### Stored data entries
************
//! Backend port used by the dashboard to read and persist board state.

use crate::board::{
    domain::{Board, BoardId},
    ports::BoardRepositoryError,
    services::BoardServiceError,
};
use crate::task::{
    domain::{Comment, Task, TaskDraft, TaskId, TaskMove, TaskUpdate},
    ports::TaskRepositoryError,
    services::TaskServiceError,
};
use crate::user::{domain::User, services::UserDirectoryError};
use async_trait::async_trait;
use std::sync::Arc;
use thiserror::Error;

/// Result type for gateway calls.
pub type GatewayResult<T> = Result<T, GatewayError>;

/// Board, task and user operations available to the dashboard.
///
/// Every call acts on behalf of the session the gateway was created for.
#[async_trait]
pub trait KanbanGateway: Send + Sync {
    /// Lists boards the session user owns or belongs to, with columns.
    async fn list_boards(&self) -> GatewayResult<Vec<Board>>;

    /// Lists every user.
    async fn list_users(&self) -> GatewayResult<Vec<User>>;

    /// Lists a board's tasks in board order with comments and attachments.
    async fn list_tasks(&self, board: BoardId) -> GatewayResult<Vec<Task>>;

    /// Applies a partial update and returns the stored task.
    async fn update_task(&self, task: TaskId, update: TaskUpdate) -> GatewayResult<Task>;

    /// Applies a batch of placements all-or-nothing.
    async fn apply_moves(&self, moves: Vec<TaskMove>) -> GatewayResult<Vec<Task>>;

    /// Creates a task on a board.
    async fn create_task(&self, board: BoardId, draft: TaskDraft) -> GatewayResult<Task>;

    /// Deletes a task.
    async fn delete_task(&self, task: TaskId) -> GatewayResult<()>;

    /// Adds a comment by the session user.
    async fn add_comment(&self, task: TaskId, content: String) -> GatewayResult<Comment>;

    /// Creates a board with the default columns.
    async fn create_board(&self, name: String, description: Option<String>)
    -> GatewayResult<Board>;
}

/// Errors surfaced by gateway implementations.
#[derive(Debug, Clone, Error)]
pub enum GatewayError {
    /// The request was rejected as invalid.
    #[error("invalid request: {0}")]
    Validation(String),

    /// The addressed entity does not exist or is hidden from the caller.
    #[error("not found: {0}")]
    NotFound(String),

    /// No user is signed in.
    #[error("unauthorized")]
    Unauthorized,

    /// The backend could not be reached or failed internally.
    #[error("transport error: {0}")]
    Transport(Arc<dyn std::error::Error + Send + Sync>),
}

impl GatewayError {
    /// Wraps a transport failure.
    pub fn transport(err: impl std::error::Error + Send + Sync + 'static) -> Self {
        Self::Transport(Arc::new(err))
    }
}

impl From<TaskRepositoryError> for GatewayError {
    fn from(err: TaskRepositoryError) -> Self {
        match err {
            TaskRepositoryError::NotFound(_) => Self::NotFound(err.to_string()),
            TaskRepositoryError::DuplicateTask(_) => Self::Validation(err.to_string()),
            TaskRepositoryError::Persistence(_) => Self::transport(err),
        }
    }
}

impl From<BoardRepositoryError> for GatewayError {
    fn from(err: BoardRepositoryError) -> Self {
        match err {
            BoardRepositoryError::NotFound(_) => Self::NotFound(err.to_string()),
            BoardRepositoryError::DuplicateBoard(_) => Self::Validation(err.to_string()),
            BoardRepositoryError::Persistence(_) => Self::transport(err),
        }
    }
}

impl From<TaskServiceError> for GatewayError {
    fn from(err: TaskServiceError) -> Self {
        match err {
            TaskServiceError::Unauthorized(_) => Self::Unauthorized,
            TaskServiceError::BoardNotFound(_) | TaskServiceError::NotFound(_) => {
                Self::NotFound(err.to_string())
            }
            TaskServiceError::ColumnNotInBoard { .. }
            | TaskServiceError::MissingLane { .. }
            | TaskServiceError::StatusColumnMismatch { .. }
            | TaskServiceError::Domain(_) => Self::Validation(err.to_string()),
            TaskServiceError::Repository(inner) => inner.into(),
            TaskServiceError::Board(inner) => inner.into(),
        }
    }
}

impl From<BoardServiceError> for GatewayError {
    fn from(err: BoardServiceError) -> Self {
        match err {
            BoardServiceError::Unauthorized(_) => Self::Unauthorized,
            BoardServiceError::NotFound(_) => Self::NotFound(err.to_string()),
            BoardServiceError::NotOwner(_) | BoardServiceError::Domain(_) => {
                Self::Validation(err.to_string())
            }
            BoardServiceError::Repository(inner) => inner.into(),
        }
    }
}

impl From<UserDirectoryError> for GatewayError {
    fn from(err: UserDirectoryError) -> Self {
        match err {
            UserDirectoryError::Unauthorized(_) => Self::Unauthorized,
            UserDirectoryError::Domain(_) => Self::Validation(err.to_string()),
            UserDirectoryError::Repository(inner) => Self::transport(inner),
        }
    }
}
************
All that is wanted is the stretch of lines above from the one containing "pub enum GatewayError" through the one containing "pub fn transport(err: impl", duplicated exactly.

### Problem solution
pub enum GatewayError {
    /// The request was rejected as invalid.
    #[error("invalid request: {0}")]
    Validation(String),

    /// The addressed entity does not exist or is hidden from the caller.
    #[error("not found: {0}")]
    NotFound(String),

    /// No user is signed in.
    #[error("unauthorized")]
    Unauthorized,

    /// The backend could not be reached or failed internally.
    #[error("transport error: {0}")]
    Transport(Arc<dyn std::error::Error + Send + Sync>),
}

impl GatewayError {
    /// Wraps a transport failure.
    pub fn transport(err: impl std::error::Error + Send + Sync + 'static) -> Self {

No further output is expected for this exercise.